EXERCISE DETAILS: Find the line with "pub fn internal(message: impl" and the line with "not be decoded." in the entries below; output exactly those two lines, every line between them, and no others.
___
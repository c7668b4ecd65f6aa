//! Error types for the hyperfixi pipeline.
//!
//! Uses `thiserror` for ergonomic error definition with rich context.

use std::fmt;

use thiserror::Error;

/// Result alias used across all hyperfixi crates.
pub type Result<T> = std::result::Result<T, Error>;

/// The main error type for hyperfixi operations.
#[derive(Debug, Error)]
#[error("{kind}")]
pub struct Error {
    /// The kind of error that occurred.
    pub kind: ErrorKind,
    /// Optional context about where the error occurred.
    pub context: Option<ErrorContext>,
}

impl Error {
    /// Creates a new error with the given kind.
    #[must_use]
    pub fn new(kind: ErrorKind) -> Self {
        Self {
            kind,
            context: None,
        }
    }

    /// Adds context to this error.
    #[must_use]
    pub fn with_context(mut self, context: ErrorContext) -> Self {
        self.context = Some(context);
        self
    }

    /// Creates an unknown language error.
    #[must_use]
    pub fn unknown_language(code: impl Into<String>) -> Self {
        Self::new(ErrorKind::UnknownLanguage(code.into()))
    }

    /// Creates an unknown command error.
    #[must_use]
    pub fn unknown_command(name: impl Into<String>) -> Self {
        Self::new(ErrorKind::UnknownCommand(name.into()))
    }

    /// Creates a "no strategy matched" error.
    #[must_use]
    pub fn no_match(input: impl Into<String>) -> Self {
        Self::new(ErrorKind::NoMatch(input.into()))
    }

    /// Creates a missing required role error.
    #[must_use]
    pub fn missing_role(action: impl Into<String>, role: impl Into<String>) -> Self {
        Self::new(ErrorKind::MissingRole {
            action: action.into(),
            role: role.into(),
        })
    }

    /// Creates a parse error at the given position.
    #[must_use]
    pub fn parse(message: impl Into<String>, line: u32, column: u32) -> Self {
        Self::new(ErrorKind::Parse {
            message: message.into(),
            line,
            column,
            context: String::new(),
        })
    }

    /// Creates an invalid AST error.
    #[must_use]
    pub fn invalid_ast(message: impl Into<String>) -> Self {
        Self::new(ErrorKind::InvalidAst(message.into()))
    }

    /// Creates a code generation error.
    #[must_use]
    pub fn codegen(message: impl Into<String>) -> Self {
        Self::new(ErrorKind::Codegen(message.into()))
    }

    /// Creates an internal error.
    #[must_use]
    pub fn internal(message: impl Into<String>) -> Self {
        Self::new(ErrorKind::Internal(message.into()))
    }
}

impl From<std::io::Error> for Error {
    fn from(e: std::io::Error) -> Self {
        Self::new(ErrorKind::Io(e.to_string()))
    }
}

/// Categorized error kinds for pattern matching.
#[derive(Debug, Clone, PartialEq, Error)]
pub enum ErrorKind {
    /// Tokenizer could not make sense of the input.
    #[error("tokenize error: {0}")]
    Tokenize(String),

    /// No parsing strategy accepted the input.
    #[error("no parser could interpret input: {0}")]
    NoMatch(String),

    /// A required semantic role was not present.
    #[error("command '{action}' is missing required role '{role}'")]
    MissingRole {
        /// Canonical action name.
        action: String,
        /// Name of the missing role.
        role: String,
    },

    /// Language code has no registered profile.
    #[error("unknown language: {0}")]
    UnknownLanguage(String),

    /// Command has no registered schema.
    #[error("unknown command: {0}")]
    UnknownCommand(String),

    /// Syntax error in explicit or expression syntax.
    #[error("parse error at {line}:{column}: {message}")]
    Parse {
        /// Description of the parse error.
        message: String,
        /// Line number (1-indexed).
        line: u32,
        /// Column number (1-indexed).
        column: u32,
        /// The source text where the error occurred.
        context: String,
    },

    /// JSON interchange input could not be decoded.
    #[error("invalid JSON interchange form: {0}")]
    Json(String),

    /// AST violates a structural requirement.
    #[error("invalid AST: {0}")]
    InvalidAst(String),

    /// Code generation could not proceed.
    #[error("code generation failed: {0}")]
    Codegen(String),

    /// I/O failure at the host boundary.
    #[error("I/O error: {0}")]
    Io(String),

    /// Internal error (should not happen).
    #[error("internal error: {0}")]
    Internal(String),
}

/// Context about where an error occurred.
#[derive(Debug, Clone, Default, PartialEq)]
pub struct ErrorContext {
    /// Source file or snippet label.
    pub source: Option<String>,
    /// Line number in source.
    pub line: Option<usize>,
    /// Column number in source.
    pub column: Option<usize>,
    /// Pipeline stages the error passed through.
    pub stack: Vec<String>,
}

impl ErrorContext {
    /// Creates a new empty context.
    #[must_use]
    pub fn new() -> Self {
        Self::default()
    }

    /// Sets the source location.
    #[must_use]
    pub fn with_source(mut self, source: impl Into<String>) -> Self {
        self.source = Some(source.into());
        self
    }

    /// Sets the line and column.
    #[must_use]
    pub fn with_position(mut self, line: usize, column: usize) -> Self {
        self.line = Some(line);
        self.column = Some(column);
        self
    }

    /// Adds a stage frame.
    #[must_use]
    pub fn with_frame(mut self, frame: impl Into<String>) -> Self {
        self.stack.push(frame.into());
        self
    }
}

impl fmt::Display for ErrorContext {
    fn fmt(&self, f: &mut fmt::Formatter<'_>) -> fmt::Result {
        if let Some(source) = &self.source {
            write!(f, "at {source}")?;
            if let (Some(line), Some(col)) = (self.line, self.column) {
                write!(f, ":{line}:{col}")?;
            }
        }
        if !self.stack.is_empty() {
            writeln!(f)?;
            for frame in &self.stack {
                writeln!(f, "  in {frame}")?;
            }
        }
        Ok(())
    }
}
___
ANSWER SPACE:
    pub fn internal(message: impl Into<String>) -> Self {
        Self::new(ErrorKind::Internal(message.into()))
    }
}

impl From<std::io::Error> for Error {
    fn from(e: std::io::Error) -> Self {
        Self::new(ErrorKind::Io(e.to_string()))
    }
}

/// Categorized error kinds for pattern matching.
#[derive(Debug, Clone, PartialEq, Error)]
pub enum ErrorKind {
    /// Tokenizer could not make sense of the input.
    #[error("tokenize error: {0}")]
    Tokenize(String),

    /// No parsing strategy accepted the input.
    #[error("no parser could interpret input: {0}")]
    NoMatch(String),

    /// A required semantic role was not present.
    #[error("command '{action}' is missing required role '{role}'")]
    MissingRole {
        /// Canonical action name.
        action: String,
        /// Name of the missing role.
        role: String,
    },

    /// Language code has no registered profile.
    #[error("unknown language: {0}")]
    UnknownLanguage(String),

    /// Command has no registered schema.
    #[error("unknown command: {0}")]
    UnknownCommand(String),

    /// Syntax error in explicit or expression syntax.
    #[error("parse error at {line}:{column}: {message}")]
    Parse {
        /// Description of the parse error.
        message: String,
        /// Line number (1-indexed).
        line: u32,
        /// Column number (1-indexed).
        column: u32,
        /// The source text where the error occurred.
        context: String,
    },

    /// JSON interchange input could not be decoded.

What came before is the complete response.